The proposed method is recently applied to several practical problems. For example, in the paper (Kimura et al. 2017), the authors develop a method for predicting locations of micro cracks generated by reduction reaction process of iron ore sinters. In Sect. 3.5, we have analyzed several related topics in this problem. In that application, they apply the persistence images with the \(\ell ^1\)-linear regression to a huge amount of X-CT images, and select the crack areas as a response variable. Then, it follows that the reconstructed persistence diagram from the learned vector identifies generators which have significant effects on crack formations, and hence, by studying their birth/death positions, we can explicitly detect the location of micro cracks. We believe that the same analysis is also useful to other problems dealing with large amount of images such as pathology.

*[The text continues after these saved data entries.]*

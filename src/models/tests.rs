#![allow(clippy::unwrap_used)]

use rust_decimal::Decimal;
use rust_decimal_macros::dec;

use super::*;
use crate::error::EntryError;

// ── Direction ─────────────────────────────────────────────────

#[test]
fn test_direction_parse() {
    assert_eq!(Direction::parse("income").unwrap(), Direction::Income);
    assert_eq!(Direction::parse("INCOME").unwrap(), Direction::Income);
    assert_eq!(Direction::parse("in").unwrap(), Direction::Income);
    assert_eq!(Direction::parse("+").unwrap(), Direction::Income);
    assert_eq!(Direction::parse("expense").unwrap(), Direction::Expense);
    assert_eq!(Direction::parse(" Expense ").unwrap(), Direction::Expense);
    assert_eq!(Direction::parse("out").unwrap(), Direction::Expense);
    assert_eq!(Direction::parse("-").unwrap(), Direction::Expense);
}

#[test]
fn test_direction_parse_unknown() {
    assert_eq!(
        Direction::parse("transfer"),
        Err(EntryError::UnknownDirection("transfer".into()))
    );
}

#[test]
fn test_direction_roundtrip() {
    for d in Direction::all() {
        assert_eq!(Direction::parse(d.as_str()).unwrap(), *d);
        assert_eq!(Direction::parse(d.label()).unwrap(), *d);
    }
}

#[test]
fn test_direction_display() {
    assert_eq!(format!("{}", Direction::Income), "Income");
    assert_eq!(format!("{}", Direction::Expense), "Expense");
}

// ── Transaction ───────────────────────────────────────────────

#[test]
fn test_transaction_signed_amount() {
    let income = Transaction::new(Direction::Income, "Salary".into(), dec!(1500));
    let expense = Transaction::new(Direction::Expense, "Rent".into(), dec!(700));
    assert!(income.is_income());
    assert!(!income.is_expense());
    assert!(expense.is_expense());
    assert_eq!(income.signed_amount(), dec!(1500));
    assert_eq!(expense.signed_amount(), dec!(-700));
}

#[test]
fn test_transaction_new_defaults() {
    let txn = Transaction::new(Direction::Expense, "Coffee".into(), dec!(3.5));
    assert!(txn.id.is_none());
    assert!(!txn.occurred_at.is_empty());
    assert_eq!(txn.date().len(), 10);
}

// ── SatisfactionLevel ─────────────────────────────────────────

#[test]
fn test_level_bounds() {
    assert_eq!(SatisfactionLevel::new(1).unwrap().get(), MIN_LEVEL);
    assert_eq!(SatisfactionLevel::new(10).unwrap().get(), MAX_LEVEL);
    assert_eq!(
        SatisfactionLevel::new(0),
        Err(EntryError::LevelOutOfRange(0))
    );
    assert_eq!(
        SatisfactionLevel::new(11),
        Err(EntryError::LevelOutOfRange(11))
    );
}

#[test]
fn test_level_parse() {
    assert_eq!(SatisfactionLevel::parse(" 7 ").unwrap().get(), 7);
    assert_eq!(
        SatisfactionLevel::parse("seven"),
        Err(EntryError::InvalidNumber("seven".into()))
    );
}

// ── NewEntry ──────────────────────────────────────────────────

#[test]
fn test_new_entry_valid() {
    let entry = NewEntry::new(
        Direction::Expense,
        "  Forgotten subscription ",
        dec!(19.99),
        2,
        " never use it ",
        None,
    )
    .unwrap();
    assert_eq!(entry.transaction.description, "Forgotten subscription");
    assert_eq!(entry.transaction.amount, dec!(19.99));
    assert_eq!(entry.level, 2);
    assert_eq!(entry.comment, "never use it");
}

#[test]
fn test_new_entry_rejects_empty_description() {
    let err = NewEntry::new(Direction::Expense, "   ", dec!(5), 5, "", None).unwrap_err();
    assert_eq!(err, EntryError::EmptyDescription);
}

#[test]
fn test_new_entry_rejects_non_positive_amount() {
    let err = NewEntry::new(Direction::Income, "Gift", Decimal::ZERO, 5, "", None).unwrap_err();
    assert_eq!(err, EntryError::NonPositiveAmount(Decimal::ZERO));
    let err = NewEntry::new(Direction::Income, "Gift", dec!(-3), 5, "", None).unwrap_err();
    assert_eq!(err, EntryError::NonPositiveAmount(dec!(-3)));
}

#[test]
fn test_new_entry_rejects_level_out_of_range() {
    let err = NewEntry::new(Direction::Expense, "Lunch", dec!(12), 11, "", None).unwrap_err();
    assert_eq!(err, EntryError::LevelOutOfRange(11));
}

#[test]
fn test_new_entry_with_date() {
    let entry = NewEntry::new(
        Direction::Expense,
        "Lunch",
        dec!(12),
        6,
        "",
        Some("2024-03-05"),
    )
    .unwrap();
    assert_eq!(entry.transaction.occurred_at, "2024-03-05T00:00:00+00:00");
    assert_eq!(entry.transaction.date(), "2024-03-05");
}

#[test]
fn test_new_entry_rejects_bad_date() {
    let err = NewEntry::new(Direction::Expense, "Lunch", dec!(12), 6, "", Some("03/05/2024"))
        .unwrap_err();
    assert_eq!(err, EntryError::InvalidDate("03/05/2024".into()));
}

// ── Parsing helpers ───────────────────────────────────────────

#[test]
fn test_parse_amount() {
    assert_eq!(parse_amount("12.50").unwrap(), dec!(12.50));
    assert_eq!(parse_amount("$1,250.00").unwrap(), dec!(1250.00));
    assert_eq!(parse_amount(" 3 ").unwrap(), dec!(3));
    assert_eq!(
        parse_amount("abc"),
        Err(EntryError::InvalidNumber("abc".into()))
    );
}

#[test]
fn test_parse_amount_negative_with_dollar_sign() {
    assert_eq!(parse_amount("-$5").unwrap(), dec!(-5));
    assert_eq!(parse_amount("$-5").unwrap(), dec!(-5));
    assert_eq!(parse_amount("-$1,250.50").unwrap(), dec!(-1250.50));
    assert_eq!(
        parse_amount("--5"),
        Err(EntryError::InvalidNumber("--5".into()))
    );
}

#[test]
fn test_parse_goal_amount() {
    assert_eq!(parse_goal_amount("$1,200").unwrap(), dec!(1200));
    assert_eq!(parse_goal_amount("0").unwrap(), Decimal::ZERO);
    assert_eq!(
        parse_goal_amount("-5"),
        Err(EntryError::NegativeGoal(dec!(-5)))
    );
    assert_eq!(
        parse_goal_amount("2000000000000000"),
        Err(EntryError::AmountTooLarge(dec!(2000000000000000)))
    );
}

#[test]
fn test_amount_cap() {
    assert_eq!(MAX_AMOUNT, dec!(1000000000000000));
    assert!(validate_amount(MAX_AMOUNT).is_ok());
    assert_eq!(
        validate_amount(Decimal::MAX),
        Err(EntryError::AmountTooLarge(Decimal::MAX))
    );
    let err = NewEntry::new(Direction::Expense, "Yacht", Decimal::MAX, 1, "", None).unwrap_err();
    assert_eq!(err, EntryError::AmountTooLarge(Decimal::MAX));

    let edit = EntryEdit {
        amount: Some(Decimal::MAX),
        ..Default::default()
    };
    assert_eq!(edit.validate(), Err(EntryError::AmountTooLarge(Decimal::MAX)));
}

#[test]
fn test_parse_occurred_at_rfc3339_normalized_to_utc() {
    let ts = parse_occurred_at("2024-01-15T10:30:00-05:00").unwrap();
    assert_eq!(ts, "2024-01-15T15:30:00+00:00");
}

// ── EntryEdit ─────────────────────────────────────────────────

#[test]
fn test_empty_edit_rejected() {
    assert_eq!(
        EntryEdit::default().validate(),
        Err(EntryError::NothingToUpdate)
    );
}

#[test]
fn test_edit_validates_present_fields_only() {
    let edit = EntryEdit {
        level: Some(9),
        ..Default::default()
    };
    assert!(edit.validate().is_ok());
    assert!(edit.touches_rating());
    assert!(!edit.touches_transaction());

    let bad = EntryEdit {
        amount: Some(dec!(0)),
        ..Default::default()
    };
    assert_eq!(bad.validate(), Err(EntryError::NonPositiveAmount(dec!(0))));

    let bad = EntryEdit {
        description: Some(" ".into()),
        ..Default::default()
    };
    assert_eq!(bad.validate(), Err(EntryError::EmptyDescription));

    let bad = EntryEdit {
        level: Some(0),
        ..Default::default()
    };
    assert_eq!(bad.validate(), Err(EntryError::LevelOutOfRange(0)));
}

// ── SavingsGoal ───────────────────────────────────────────────

#[test]
fn test_new_goal_validation() {
    assert!(NewGoal::new("Laptop", dec!(1200), Decimal::ZERO).is_ok());
    assert_eq!(
        NewGoal::new(" ", dec!(1200), Decimal::ZERO).unwrap_err(),
        EntryError::EmptyGoalName
    );
    assert_eq!(
        NewGoal::new("Laptop", Decimal::ZERO, Decimal::ZERO).unwrap_err(),
        EntryError::NonPositiveTarget(Decimal::ZERO)
    );
    assert_eq!(
        NewGoal::new("Laptop", dec!(1200), dec!(-1)).unwrap_err(),
        EntryError::NegativeContribution(dec!(-1))
    );
    assert_eq!(
        NewGoal::new("Island", Decimal::MAX, Decimal::ZERO).unwrap_err(),
        EntryError::AmountTooLarge(Decimal::MAX)
    );
    assert_eq!(
        NewGoal::new("Laptop", dec!(1200), Decimal::MAX).unwrap_err(),
        EntryError::AmountTooLarge(Decimal::MAX)
    );
}

#[test]
fn test_goal_progress() {
    let mut goal = NewGoal::new("Laptop", dec!(1200), dec!(300))
        .unwrap()
        .into_goal();
    assert_eq!(goal.remaining(), dec!(900));
    assert!((goal.progress_ratio() - 0.25).abs() < 1e-9);
    assert!(!goal.is_reached());

    goal.current_amount = dec!(1500);
    assert_eq!(goal.remaining(), Decimal::ZERO);
    assert!((goal.progress_ratio() - 1.0).abs() < 1e-9);
    assert!(goal.is_reached());
}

A Algorithm for generating random images

The algorithm for generating random binary images is given by Algorithm 2. It consists of six parameters, \(W, N, S\in \mathbb {N}, \sigma _1> 0, \sigma _2 > 0\), and \(t >0\). The area of white pixels in the generated image is given by the orbits of the Brownian motion of N particles on a flat torus with the size \(W \times W\). The parameters S and \(\sigma _1\) determine the length of each orbit and \(\sigma _2\) and t determine the radii of particles. In this paper we fix \(W=300\), \(\sigma _1 = 4\), \(\sigma _2 = 2\), \(t = 0.01\), and only N and S are changed. When N and S become larger, the generated image tend to have more white pixels.

These kinds of random images are frequently obtained by experimental measurements in materials science such as X-CT and TEM (Kimura et al. 2017). These seemingly disordered images are supposed to be utilized for materials informatics, and one of the motivations of this paper is to develop a universal framework for this purpose.